= Franz Jung (conductor) =

German pianist, music educator and conductor

Franz Jung (1899 − 1978) was a German pianist, music educator and conductor.

== Life ==
Jung began his career as a solo répétiteur at the Semperoper in Dresden. Due to the performance of Der fliegende Holländer by Richard Wagner, which he conducted there with great success, Jung was engaged in 1924 at the Theater Erfurt as 1st Kapellmeister after Erfurt.

At the age of 25, he was appointed General Music Director of the Stadttheater Erfurt. He worked there until his appointment to the Dresden Philharmonic by Heinz Bongartz. In Erfurt Kurt Masur was 1st Kapellmeister under him. In Dresden Masur was his successor from 1955.

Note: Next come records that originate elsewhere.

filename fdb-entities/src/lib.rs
#![deny(missing_debug_implementations)]
#![deny(rustdoc::broken_intra_doc_links)]
#![cfg_attr(test, deny(warnings))]

//! # fdb-entities
//!
//! Reusable, agnostic domain entities for feedbackdb.
//!
//! The entities only contain generic functionality that does not reveal any application-specific business logic.

pub mod feedback;
pub mod id;
pub mod rating;
pub mod sentiment;
pub mod subject;
pub mod summary;
pub mod time;
pub mod user;

#[cfg(any(test, feature = "builders"))]
pub mod builders;
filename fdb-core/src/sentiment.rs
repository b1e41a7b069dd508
use crate::{entities::Sentiment, text::split_text_into_words};

const POSITIVE_WORDS: &[&str] = &[
    "excellent",
    "amazing",
    "great",
    "good",
    "outstanding",
    "fantastic",
    "wonderful",
    "perfect",
    "love",
    "awesome",
    "fast",
];

const NEGATIVE_WORDS: &[&str] = &[
    "bad",
    "terrible",
    "awful",
    "horrible",
    "worst",
    "hate",
    "disappointing",
    "poor",
    "unresponsive",
    "cold",
];

/// Tags a comment by counting positive and negative keywords.
///
/// Every whitespace separated token is case-folded and scored on its own,
/// i.e. there is no stemming, no negation handling and no punctuation
/// stripping. Ties (including no keywords at all) are neutral.
pub fn classify(text: &str) -> Sentiment {
    let (positive, negative) =
        split_text_into_words(text).fold((0usize, 0usize), |(pos, neg), word| {
            let word = word.to_lowercase();
            if POSITIVE_WORDS.contains(&word.as_str()) {
                (pos + 1, neg)
            } else if NEGATIVE_WORDS.contains(&word.as_str()) {
                (pos, neg + 1)
            } else {
                (pos, neg)
            }
        });
    log::trace!("Counted {positive} positive and {negative} negative keywords");
    match positive.cmp(&negative) {
        std::cmp::Ordering::Greater => Sentiment::Positive,
        std::cmp::Ordering::Less => Sentiment::Negative,
        std::cmp::Ordering::Equal => Sentiment::Neutral,
    }
}

#[cfg(test)]
mod tests {
    use super::*;

    #[test]
    fn positive_keywords() {
        assert_eq!(
            Sentiment::Positive,
            classify("Excellent service and fast delivery")
        );
        assert_eq!(Sentiment::Positive, classify("GREAT"));
    }

    #[test]
    fn negative_keywords() {
        assert_eq!(Sentiment::Negative, classify("terrible and awful"));
        assert_eq!(
            Sentiment::Negative,
            classify("Food was cold when delivered and customer service was unresponsive.")
        );
    }

    #[test]
    fn no_keywords_is_neutral() {
        assert_eq!(Sentiment::Neutral, classify("The weather today"));
        assert_eq!(Sentiment::Neutral, classify(""));
    }

    #[test]
    fn tie_is_neutral() {
        assert_eq!(Sentiment::Neutral, classify("good food but bad app"));
    }

    #[test]
    fn tokens_are_scored_without_context() {
        // "not" is not a keyword and punctuation is part of the token
        assert_eq!(Sentiment::Positive, classify("not good"));
        assert_eq!(Sentiment::Neutral, classify("good! bad."));
        assert_eq!(Sentiment::Neutral, classify("goodness"));
    }

    #[test]
    fn is_deterministic() {
        let text = "Amazing food quality and super fast delivery! Highly recommended.";
        assert_eq!(classify(text), classify(text));
        assert_eq!(Sentiment::Positive, classify(text));
    }
}
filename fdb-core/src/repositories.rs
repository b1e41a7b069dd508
// Low-level storage access traits.
// Each repository is responsible for a single entity.
// Related entities are only referenced by their id and
// never modified or loaded by another repository.

use crate::entities::*;
use std::io;
use thiserror::Error;

#[derive(Debug, Error)]
pub enum Error {
    #[error("The requested object could not be found")]
    NotFound,
    #[error("The object already exists")]
    AlreadyExists,
    #[error("The stored state is corrupt: {0}")]
    CorruptState(String),
    #[error(transparent)]
    Io(#[from] io::Error),
    #[error(transparent)]
    Other(#[from] anyhow::Error),
}

type Result<T> = std::result::Result<T, Error>;

pub trait FeedbackRepo {
    /// Inserts a new feedback at the head of the collection.
    fn create_feedback(&self, feedback: Feedback) -> Result<()>;

    fn get_feedback(&self, id: &str) -> Result<Feedback>;

    /// Replaces the stored feedback with the same id.
    fn update_feedback(&self, feedback: &Feedback) -> Result<()>;

    /// Returns `false` if there was nothing to delete.
    fn delete_feedback(&self, id: &str) -> Result<bool>;

    /// All feedback in collection order.
    fn all_feedback(&self) -> Result<Vec<Feedback>>;

    fn feedback_of_author(&self, author_id: &str) -> Result<Vec<Feedback>> {
        Ok(self
            .all_feedback()?
            .into_iter()
            .filter(|f| f.author_id.as_str() == author_id)
            .collect())
    }

    fn count_feedback(&self) -> Result<usize> {
        Ok(self.all_feedback()?.len())
    }
}

pub trait AccountRepo {
    fn create_account(&self, account: Account) -> Result<()>;
    fn try_get_account_by_email(&self, email: &str) -> Result<Option<Account>>;
    fn all_users(&self) -> Result<Vec<User>>;
}

pub trait SessionRepo {
    fn current_user(&self) -> Result<Option<User>>;
    fn set_current_user(&self, user: &User) -> Result<()>;
    fn clear_current_user(&self) -> Result<()>;
}
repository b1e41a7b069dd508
use std::fmt;

use thiserror::Error;
use time::{format_description::well_known::Rfc3339, OffsetDateTime, UtcOffset};

/// A point in time, always normalized to UTC.
#[derive(Debug, Clone, Copy, PartialEq, Eq, PartialOrd, Ord, Hash)]
pub struct Timestamp(OffsetDateTime);

#[derive(Debug, Error)]
#[error("Invalid timestamp: {0}")]
pub struct InvalidTimestamp(String);

impl Timestamp {
    pub fn now() -> Self {
        Self(OffsetDateTime::now_utc())
    }

    /// Parses a RFC 3339 date-time string, e.g. `2024-01-15T00:00:00Z`.
    pub fn parse_rfc3339(s: &str) -> Result<Self, InvalidTimestamp> {
        OffsetDateTime::parse(s, &Rfc3339)
            .map(Self::from)
            .map_err(|err| InvalidTimestamp(format!("{s}: {err}")))
    }

    pub fn format_rfc3339(self) -> Result<String, InvalidTimestamp> {
        self.0
            .format(&Rfc3339)
            .map_err(|err| InvalidTimestamp(err.to_string()))
    }
}

impl From<OffsetDateTime> for Timestamp {
    fn from(from: OffsetDateTime) -> Self {
        Self(from.to_offset(UtcOffset::UTC))
    }
}

impl From<Timestamp> for OffsetDateTime {
    fn from(from: Timestamp) -> Self {
        from.0
    }
}

impl fmt::Display for Timestamp {
    fn fmt(&self, f: &mut fmt::Formatter) -> fmt::Result {
        match self.format_rfc3339() {
            Ok(s) => f.write_str(&s),
            Err(_) => write!(f, "{}", self.0),
        }
    }
}
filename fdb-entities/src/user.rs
use strum::{AsRefStr, Display, EnumIter, EnumString};

use crate::id::Id;

#[rustfmt::skip]
#[derive(Debug, Clone, PartialEq, Eq)]
pub struct User {
    pub id    : Id,
    pub name  : String,
    pub email : String,
    pub role  : Role,
}

impl User {
    pub fn is_admin(&self) -> bool {
        self.role >= Role::Admin
    }
}

#[rustfmt::skip]
#[derive(Debug, Default, Clone, Copy, PartialEq, Eq, PartialOrd, Ord, EnumIter, EnumString, Display, AsRefStr)]
#[strum(serialize_all = "SCREAMING_SNAKE_CASE", ascii_case_insensitive)]
pub enum Role {
    #[default]
    Customer = 1,
    Admin    = 2,
}

/// A registered account of the mock user directory.
///
/// The password is kept as plain text: the directory only
/// simulates authentication.
#[derive(Debug, Clone, PartialEq, Eq)]
pub struct Account {
    pub user: User,
    pub password: String,
}

impl Account {
    pub fn matches(&self, email: &str, password: &str) -> bool {
        self.user.email.eq_ignore_ascii_case(email) && self.password == password
    }
}

#[cfg(test)]
mod tests {
    use super::*;

    #[test]
    fn role_order() {
        assert!(Role::Admin > Role::Customer);
        assert_eq!(Role::Customer, Role::default());
        assert_eq!("ADMIN", Role::Admin.to_string());
        assert_eq!(Role::Customer, "customer".parse().unwrap());
    }

    #[test]
    fn match_account_credentials() {
        let account = Account {
            user: User {
                id: "2".into(),
                name: "John Customer".into(),
                email: "customer@email.com".into(),
                role: Role::Customer,
            },
            password: "customer123".into(),
        };
        assert!(account.matches("Customer@Email.com", "customer123"));
        assert!(!account.matches("customer@email.com", "Customer123"));
        assert!(!account.matches("admin@feedback.com", "customer123"));
    }
}
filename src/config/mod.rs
use anyhow::{anyhow, Result};
use std::{
    env, fs,
    io::ErrorKind,
    path::{Path, PathBuf},
};

mod raw;

const DEFAULT_CONFIG_FILE_NAME: &str = "feedbackdb.toml";

const ENV_NAME_DATA_DIR: &str = "FEEDBACK_DATA_DIR";

#[derive(Debug)]
pub struct Config {
    pub storage: Storage,
    pub seed: Seed,
}

impl Config {
    pub fn try_load_from_file_or_default<P: AsRef<Path>>(file_path: Option<P>) -> Result<Self> {
        let file_path: &Path = file_path.as_ref().map(|p| p.as_ref()).unwrap_or_else(|| {
            log::debug!("No configuration file specified. load {DEFAULT_CONFIG_FILE_NAME}");
            Path::new(DEFAULT_CONFIG_FILE_NAME)
        });

        let raw_config = match fs::read_to_string(file_path) {
            Ok(cfg_string) => toml::from_str(&cfg_string)?,
            Err(err) => match err.kind() {
                ErrorKind::NotFound => {
                    log::debug!(
                        "{} not found => load default configuration.",
                        file_path.display()
                    );
                    Ok(raw::Config::default())
                }
                _ => Err(err),
            }?,
        };
        let mut cfg = Self::try_from(raw_config)?;
        if let Ok(dir) = env::var(ENV_NAME_DATA_DIR) {
            cfg.override_data_dir(dir.into());
        }
        Ok(cfg)
    }

    /// Only affects storage backends that are backed by files.
    pub fn override_data_dir(&mut self, dir: PathBuf) {
        match &mut self.storage.backend {
            StorageBackend::JsonFile { dir: data_dir } => *data_dir = dir,
            StorageBackend::InMemory => {
                log::warn!(
                    "Ignoring data directory {} for in-memory storage",
                    dir.display()
                );
            }
        }
    }
}

#[derive(Debug)]
pub struct Storage {
    pub backend: StorageBackend,
}

#[derive(Debug, Clone, PartialEq, Eq)]
pub enum StorageBackend {
    JsonFile {
        /// File system directory for the JSON persistence slots.
        dir: PathBuf,
    },
    /// Nothing survives the process
    InMemory,
}

#[derive(Debug)]
pub struct Seed {
    pub enabled: bool,
}

impl TryFrom<raw::Config> for Config {
    type Error = anyhow::Error;
    fn try_from(from: raw::Config) -> Result<Self> {
        let raw::Config { storage, seed } = from;

        let raw::Storage { backend, dir } = storage.unwrap_or_default();
        let backend = match backend {
            raw::StorageBackend::JsonFile => {
                let dir = dir.ok_or_else(|| anyhow!("Missing storage directory"))?;
                log::debug!("Use JSON file storage ({})", dir.display());
                StorageBackend::JsonFile { dir }
            }
            raw::StorageBackend::InMemory => {
                log::debug!("Use in-memory storage");
                StorageBackend::InMemory
            }
        };
        let storage = Storage { backend };

        let raw::Seed { enabled } = seed.unwrap_or_default();
        let seed = Seed { enabled };

        Ok(Self { storage, seed })
    }
}
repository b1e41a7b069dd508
use crate::entities::*;

pub trait SortByCreation {
    /// Most recently created first, ties keep their relative order.
    fn sort_by_newest_first(&mut self);
}

impl SortByCreation for [Feedback] {
    fn sort_by_newest_first(&mut self) {
        self.sort_by(|a, b| b.created_at.cmp(&a.created_at));
    }
}

#[cfg(test)]
mod tests {
    use super::*;
    use fdb_entities::builders::*;
    use time::macros::datetime;

    #[test]
    fn sort_newest_first() {
        let mut feedback = vec![
            Feedback::build()
                .id("old")
                .created_at(datetime!(2024-01-03 00:00 UTC).into())
                .finish(),
            Feedback::build()
                .id("new")
                .created_at(datetime!(2024-01-15 00:00 UTC).into())
                .finish(),
            Feedback::build()
                .id("mid")
                .created_at(datetime!(2024-01-08 00:00 UTC).into())
                .finish(),
        ];
        feedback.sort_by_newest_first();
        let ids: Vec<_> = feedback.iter().map(|f| f.id.as_str()).collect();
        assert_eq!(vec!["new", "mid", "old"], ids);
    }
}
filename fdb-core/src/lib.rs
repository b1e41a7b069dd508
//! # fdb-core
//!
//! Business logic of feedbackdb: the feedback store use cases,
//! the keyword based sentiment classifier and the analytics aggregator.

pub mod analytics;
pub mod authorization;
pub mod repositories;
pub mod seed;
pub mod sentiment;
pub mod text;
pub mod usecases;
pub mod util;

pub mod entities {
    pub use fdb_entities::{
        feedback::*, id::*, rating::*, sentiment::*, subject::*, summary::*, time::*, user::*,
    };
}
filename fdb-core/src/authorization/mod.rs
use crate::entities::{Feedback, Role, User};

use std::result::Result as StdResult;
use thiserror::Error;

#[derive(Debug, Error)]
pub enum Error {
    #[error("unauthorized role")]
    UnauthorizedRole,
    #[error("not the author")]
    NotTheAuthor,
}

pub type Result<T> = StdResult<T, Error>;

pub fn authorize_role(user: &User, min_required_role: Role) -> Result<()> {
    if user.role < min_required_role {
        return Err(Error::UnauthorizedRole);
    }
    Ok(())
}

/// Authors may manage their own feedback, admins may manage all.
pub fn authorize_feedback_owner(user: &User, feedback: &Feedback) -> Result<()> {
    if user.is_admin() || user.id == feedback.author_id {
        return Ok(());
    }
    Err(Error::NotTheAuthor)
}
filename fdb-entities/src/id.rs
use std::{borrow::Borrow, fmt, str::FromStr};

use uuid::Uuid;

/// Portable public identifier with a string representation.
#[derive(Default, Debug, Clone, Eq, PartialEq, Ord, PartialOrd, Hash)]
pub struct Id(String);

impl Id {
    pub fn new() -> Self {
        Uuid::new_v4().into()
    }

    pub fn is_valid(&self) -> bool {
        !self.0.is_empty()
    }

    pub fn as_str(&self) -> &str {
        self.0.as_str()
    }
}

impl AsRef<str> for Id {
    fn as_ref(&self) -> &str {
        self.0.as_str()
    }
}

impl From<String> for Id {
    fn from(from: String) -> Self {
        Self(from)
    }
}

impl From<&str> for Id {
    fn from(from: &str) -> Self {
        from.to_owned().into()
    }
}

impl From<Uuid> for Id {
    fn from(from: Uuid) -> Self {
        from.as_simple().to_string().into()
    }
}

impl From<Id> for String {
    fn from(from: Id) -> Self {
        from.0
    }
}

impl FromStr for Id {
    type Err = ();
    fn from_str(s: &str) -> Result<Id, Self::Err> {
        Ok(s.into())
    }
}

impl Borrow<str> for Id {
    fn borrow(&self) -> &str {
        self.as_ref()
    }
}

impl fmt::Display for Id {
    fn fmt(&self, f: &mut fmt::Formatter) -> Result<(), fmt::Error> {
        f.write_str(self.as_ref())
    }
}
use crate::{id::*, rating::*, sentiment::*, subject::*, time::*};

#[rustfmt::skip]
#[derive(Debug, Clone, PartialEq, Eq)]
pub struct Feedback {
    pub id          : Id,
    pub author_id   : Id,
    // Snapshot of the author's display name at submission time
    pub author_name : String,
    pub rating      : RatingValue,
    pub comment     : String,
    pub subject     : Subject,
    pub created_at  : Timestamp,
    // Derived from `comment`
    pub sentiment   : Sentiment,
}

/// Fields of a [`Feedback`] that can be changed after creation.
#[rustfmt::skip]
#[derive(Debug, Clone, Default, PartialEq, Eq)]
pub struct FeedbackUpdate {
    pub rating  : Option<RatingValue>,
    pub comment : Option<String>,
    pub subject : Option<Subject>,
}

Jung took over guest directorships, e.g. in Weimar, Belgrad (1943) and Rostock and taught as a professor at the state conservatories and music academies in Erfurt, Leipzig and Weimar. Among his students were Dieter Zechlin, and Eduard Lehmstedt (later music director of the Deutsches Nationaltheater und Staatskapelle Weimar) Kurt Dietmar Richter and Siegfried Thiele.

Jung was a member of the Akademie gemeinnütziger Wissenschaften zu Erfurt.

== World premieres ==
- Paul Hindemith: Hin und zurück (1928).
- Paul Hindemith: Neues vom Tage (1929).
- Ottmar Gerster: Enoch Arden – Der Möwenschrei (1938).